La station radar intégrée au système Zubr détecte aussi bien les grandes que les petites cibles aériennes jusqu’à une portée de 1,5 kilomètre, offrant un temps d’alerte suffisant pour identifier la cible et ouvrir le feu avant que le drone rapide n’atteigne la zone d’impact.
Le système fonctionne en continu, ce qui est crucial face à l’intensification des raids nocturnes de drones ukrainiens sur le territoire russe, où la surveillance visuelle par caméras ou gardes devient peu fiable.
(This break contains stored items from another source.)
//! Descriptor tables and their builder.

use crate::error::{CoreError, CoreResult};
use crate::types::EntityType;
use relata_codec::{AttributeType, CodecResult, Value};
use std::any::Any;
use std::collections::HashSet;
use std::fmt;
use std::marker::PhantomData;
use std::sync::Arc;

type Getter = Arc<dyn Fn(&dyn Any) -> CoreResult<Value> + Send + Sync>;
type Setter = Arc<dyn Fn(&mut dyn Any, Value) -> CoreResult<()> + Send + Sync>;

/// Type-erased get/set pair for one field of `T`.
#[derive(Clone)]
struct Accessor {
    get: Getter,
    set: Setter,
}

impl Accessor {
    fn new<T: 'static>(get: fn(&T) -> Value, set: fn(&mut T, Value) -> CodecResult<()>) -> Self {
        Self {
            get: Arc::new(move |entity: &dyn Any| {
                entity
                    .downcast_ref::<T>()
                    .map(get)
                    .ok_or_else(wrong_entity::<T>)
            }),
            set: Arc::new(move |entity: &mut dyn Any, value: Value| {
                let entity = entity.downcast_mut::<T>().ok_or_else(wrong_entity::<T>)?;
                set(entity, value).map_err(CoreError::from)
            }),
        }
    }
}

fn wrong_entity<T>() -> CoreError {
    CoreError::invalid_argument(format!(
        "accessor applied to an entity that is not a {}",
        std::any::type_name::<T>()
    ))
}

/// How identifier values come into existence.
#[derive(Debug, Clone, Copy, PartialEq, Eq, Default)]
pub enum IdGeneration {
    /// The application assigns the identifier before persisting.
    #[default]
    Assigned,
    /// The database generates the identifier on insert.
    Generated,
}

/// Describes the identifier attribute of an entity.
#[derive(Clone)]
pub struct IdentifierMetadata {
    field_name: String,
    column_name: String,
    attribute_type: AttributeType,
    generation: IdGeneration,
    accessor: Accessor,
}

impl IdentifierMetadata {
    /// Field name used in queries.
    #[must_use]
    pub fn field_name(&self) -> &str {
        &self.field_name
    }

    /// Column name in the table.
    #[must_use]
    pub fn column_name(&self) -> &str {
        &self.column_name
    }

    /// Storage type.
    #[must_use]
    pub fn attribute_type(&self) -> AttributeType {
        self.attribute_type
    }

    /// Generation strategy.
    #[must_use]
    pub fn generation(&self) -> IdGeneration {
        self.generation
    }

    /// Reads the identifier of `entity`.
    pub fn get_value(&self, entity: &dyn Any) -> CoreResult<Value> {
        (self.accessor.get)(entity)
    }

    /// Writes the identifier of `entity`.
    pub fn set_value(&self, entity: &mut dyn Any, value: Value) -> CoreResult<()> {
        (self.accessor.set)(entity, value)
    }
}

impl fmt::Debug for IdentifierMetadata {
    fn fmt(&self, f: &mut fmt::Formatter<'_>) -> fmt::Result {
        f.debug_struct("IdentifierMetadata")
            .field("field_name", &self.field_name)
            .field("column_name", &self.column_name)
            .field("attribute_type", &self.attribute_type)
            .field("generation", &self.generation)
            .finish_non_exhaustive()
    }
}

/// Describes one non-identifier attribute.
#[derive(Clone)]
pub struct AttributeMetadata {
    field_name: String,
    column_name: String,
    attribute_type: AttributeType,
    nullable: bool,
    unique: bool,
    length: Option<u32>,
    insertable: bool,
    updatable: bool,
    accessor: Accessor,
}

impl AttributeMetadata {
    /// Field name used in queries.
    #[must_use]
    pub fn field_name(&self) -> &str {
        &self.field_name
    }

    /// Column name in the table.
    #[must_use]
    pub fn column_name(&self) -> &str {
        &self.column_name
    }

    /// Storage type.
    #[must_use]
    pub fn attribute_type(&self) -> AttributeType {
        self.attribute_type
    }

    /// Whether the column accepts NULL.
    #[must_use]
    pub fn is_nullable(&self) -> bool {
        self.nullable
    }

    /// Whether the column is unique.
    #[must_use]
    pub fn is_unique(&self) -> bool {
        self.unique
    }

    /// Declared maximum length, if any.
    #[must_use]
    pub fn length(&self) -> Option<u32> {
        self.length
    }

    /// Whether INSERT statements include the column.
    #[must_use]
    pub fn is_insertable(&self) -> bool {
        self.insertable
    }

    /// Whether UPDATE statements include the column.
    #[must_use]
    pub fn is_updatable(&self) -> bool {
        self.updatable
    }

    /// Reads the attribute from `entity`.
    pub fn get_value(&self, entity: &dyn Any) -> CoreResult<Value> {
        (self.accessor.get)(entity)
    }

    /// Writes the attribute of `entity`.
    pub fn set_value(&self, entity: &mut dyn Any, value: Value) -> CoreResult<()> {
        (self.accessor.set)(entity, value)
    }
}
La détection radar élimine cette vulnérabilité en rendant l’obscurité sans effet sur la surveillance.
Bekhan Ouzdouïev, directeur industriel du groupe armement de Rostec, a déclaré que le système avait démontré lors des essais une grande efficacité contre des cibles petites et rapides.
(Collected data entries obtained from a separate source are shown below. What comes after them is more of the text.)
//! Transaction state machine.

use super::state::TransactionStatus;
use crate::error::{CoreError, CoreResult};
use relata_storage::{Connection, ConnectionProvider};
use std::sync::Arc;
use tracing::{debug, error, warn};

/// Drains pending writes onto the transaction's connection.
pub type FlushCallback = Box<dyn FnMut(&mut dyn Connection) -> CoreResult<()> + Send>;

/// Resets session state once a transaction has ended.
pub type ClearCallback = Box<dyn FnMut() + Send>;

/// Owns the connection and status of one transaction.
///
/// The coordinator only moves between states and manages the connection.
/// The owning session decides when to run the flush and clear callbacks.
pub struct TransactionCoordinator {
    provider: Arc<dyn ConnectionProvider>,
    connection: Option<Box<dyn Connection>>,
    status: TransactionStatus,
    flush_callback: Option<FlushCallback>,
    clear_callback: Option<ClearCallback>,
}

impl TransactionCoordinator {
    /// Creates a coordinator that draws connections from `provider`.
    pub fn new(provider: Arc<dyn ConnectionProvider>) -> Self {
        Self {
            provider,
            connection: None,
            status: TransactionStatus::NotActive,
            flush_callback: None,
            clear_callback: None,
        }
    }

    /// Current status.
    #[must_use]
    pub fn status(&self) -> TransactionStatus {
        self.status
    }

    /// Returns true while the transaction is active.
    #[must_use]
    pub fn is_active(&self) -> bool {
        self.status == TransactionStatus::Active
    }

    /// Acquires a connection and starts the transaction.
    ///
    /// # Errors
    ///
    /// - [`CoreError::IllegalState`] unless the status is `NotActive`
    /// - [`CoreError::Transaction`] if no connection could be acquired or
    ///   auto-commit could not be disabled; the status stays `NotActive`
    pub fn begin(&mut self) -> CoreResult<()> {
        if self.status != TransactionStatus::NotActive {
            return Err(CoreError::illegal_state(format!(
                "cannot begin a transaction that is {}",
                self.status
            )));
        }

        let mut conn = self
            .provider
            .acquire()
            .map_err(|e| CoreError::transaction("failed to acquire connection", e))?;
        if let Err(e) = conn.set_auto_commit(false) {
            self.release(conn, false);
            return Err(CoreError::transaction("failed to disable auto-commit", e));
        }

        self.connection = Some(conn);
        self.status = TransactionStatus::Active;
        debug!("transaction begun");
        Ok(())
    }

    /// Commits the transaction.
    ///
    /// If the commit fails, one rollback is attempted, the status becomes
    /// `RolledBack` and the commit failure is returned. The connection is
    /// released in every case.
    ///
    /// # Errors
    ///
    /// - [`CoreError::IllegalState`] unless active
    /// - [`CoreError::Transaction`] if the commit failed
    pub fn commit(&mut self) -> CoreResult<()> {
        let mut conn = self.take_active_connection("commit")?;

        match conn.commit() {
            Ok(()) => {
                self.status = TransactionStatus::Committed;
                self.release(conn, true);
                debug!("transaction committed");
                Ok(())
            }
            Err(commit_err) => {
                error!(error = %commit_err, "commit failed, rolling back");
                let rolled_back = match conn.rollback() {
                    Ok(()) => true,
                    Err(rollback_err) => {
                        error!(error = %rollback_err, "rollback after failed commit failed");
                        false
                    }
                };
                self.status = TransactionStatus::RolledBack;
                self.release(conn, rolled_back);
                Err(CoreError::transaction("commit failed", commit_err))
            }
        }
    }

    /// Rolls the transaction back.
    ///
    /// Calling this on a transaction that is not active does nothing.
    ///
    /// # Errors
    ///
    /// Returns [`CoreError::Transaction`] if the driver rollback failed. The
    /// status is `RolledBack` and the connection is released regardless.
    pub fn rollback(&mut self) -> CoreResult<()> {
        if self.status != TransactionStatus::Active {
            warn!(status = %self.status, "rollback ignored: transaction not active");
            return Ok(());
        }
        let mut conn = self.take_active_connection("rollback")?;

        let result = conn.rollback();
        self.status = TransactionStatus::RolledBack;
        self.release(conn, result.is_ok());
        match result {
            Ok(()) => {
                debug!("transaction rolled back");
                Ok(())
            }
            Err(e) => {
                error!(error = %e, "rollback failed");
                Err(CoreError::transaction("rollback failed", e))
            }
        }
    }

    /// The transaction's connection.
    ///
    /// # Errors
    ///
    /// Returns [`CoreError::IllegalState`] unless active.
    pub fn connection(&mut self) -> CoreResult<&mut dyn Connection> {
        if self.status != TransactionStatus::Active {
            return Err(self.not_active("use the connection of"));
        }
        match self.connection.as_deref_mut() {
            Some(conn) => Ok(conn),
            None => Err(CoreError::illegal_state("active transaction has no connection")),
        }
    }

    /// Registers the flush callback.
    pub fn set_flush_callback<F>(&mut self, callback: F)
    where
        F: FnMut(&mut dyn Connection) -> CoreResult<()> + Send + 'static,
    {
        self.flush_callback = Some(Box::new(callback));
    }

    /// Registers the clear callback.
    pub fn set_clear_callback<F>(&mut self, callback: F)
    where
        F: FnMut() + Send + 'static,
    {
        self.clear_callback = Some(Box::new(callback));
    }

    /// Runs the flush callback on the active connection.
    ///
    /// # Errors
    ///
    /// Returns [`CoreError::IllegalState`] unless active, or the callback's
    /// error.
    pub fn invoke_flush(&mut self) -> CoreResult<()> {
        if self.status != TransactionStatus::Active {
            return Err(self.not_active("flush"));
        }
        match (self.connection.as_deref_mut(), self.flush_callback.as_mut()) {
            (Some(conn), Some(callback)) => callback(conn),
            (Some(_), None) => Ok(()),
            (None, _) => Err(CoreError::illegal_state("active transaction has no connection")),
        }
    }

    /// Runs the clear callback, if one is registered.
    pub fn invoke_clear(&mut self) {
        if let Some(callback) = self.clear_callback.as_mut() {
            callback();
        }
    }

    fn take_active_connection(&mut self, action: &str) -> CoreResult<Box<dyn Connection>> {
        if self.status != TransactionStatus::Active {
            return Err(self.not_active(action));
        }
        self.connection
            .take()
            .ok_or_else(|| self.not_active(action))
    }

    fn not_active(&self, action: &str) -> CoreError {
        CoreError::illegal_state(format!(
            "cannot {action} a transaction that is {}",
            self.status
        ))
    }

    /// Hands `conn` back to the provider. Auto-commit is restored only after
    /// a clean end, so a failed rollback never commits leftovers.
    fn release(&self, mut conn: Box<dyn Connection>, restore_auto_commit: bool) {
        if restore_auto_commit {
            if let Err(e) = conn.set_auto_commit(true) {
                warn!(error = %e, "failed to restore auto-commit");
            }
        }
        match self.provider.release(conn) {
            Ok(()) => debug!("connection released"),
            Err(e) => warn!(error = %e, "failed to release connection"),
        }
    }
}

impl Drop for TransactionCoordinator {
    fn drop(&mut self) {
        if let Some(mut conn) = self.connection.take() {
            warn!("transaction dropped while active, rolling back");
            let rolled_back = conn.rollback().is_ok();
            self.status = TransactionStatus::RolledBack;
            self.release(conn, rolled_back);
        }
    }
}

impl std::fmt::Debug for TransactionCoordinator {
    fn fmt(&self, f: &mut std::fmt::Formatter<'_>) -> std::fmt::Result {
        f.debug_struct("TransactionCoordinator")
            .field("status", &self.status)
            .field("has_connection", &self.connection.is_some())
            .field("flush_callback", &self.flush_callback.is_some())
            .field("clear_callback", &self.clear_callback.is_some())
            .finish()
    }
}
Les analystes estiment que la portée effective d’engagement contre les petits drones FPV (First Person View) se situe entre 370 et 450 mètres, ce qui classe Zubr dans la catégorie de la défense de dernier recours.
Cette notion de « dernier rempart » signifie que le système n’est pas conçu pour intercepter les menaces à distance, mais constitue la dernière ligne de défense entre le drone et l’infrastructure qu’il vise, intervenant dans les secondes finales de son vol, lorsque les autres couches de défense aérienne ont été épuisées ou contournées.
La Russie a clairement défini cette classification, présentant Zubr comme une protection de la « zone proche » autour des sites sensibles, et non comme une solution de défense à large échelle.
Le déploiement de Zubr s’inscrit dans le cadre de l’escalade continue des attaques de drones ukrainiens sur le sol russe.
Les services de sécurité ukrainiens ont indiqué que leur unité « Alpha » avait détruit à elle seule des systèmes de défense aérienne russes pour une valeur avoisinant les 4 milliards de dollars en 2025, illustrant ainsi l’ampleur des pertes subies par Moscou et justifiant la nécessité urgente de systèmes de défense automatisés à courte portée, ne reposant pas sur des missiles interceptants coûteux.
Un système de défense aérienne économique basé sur l’artillerie et suffisamment automatisé pour réagir plus rapidement qu’un opérateur humain apparaît comme une solution rationnelle face aux drones d’attaque peu coûteux, qui arrivent en nombre supérieur à la capacité des systèmes de missiles à les traiter efficacement en termes de coûts.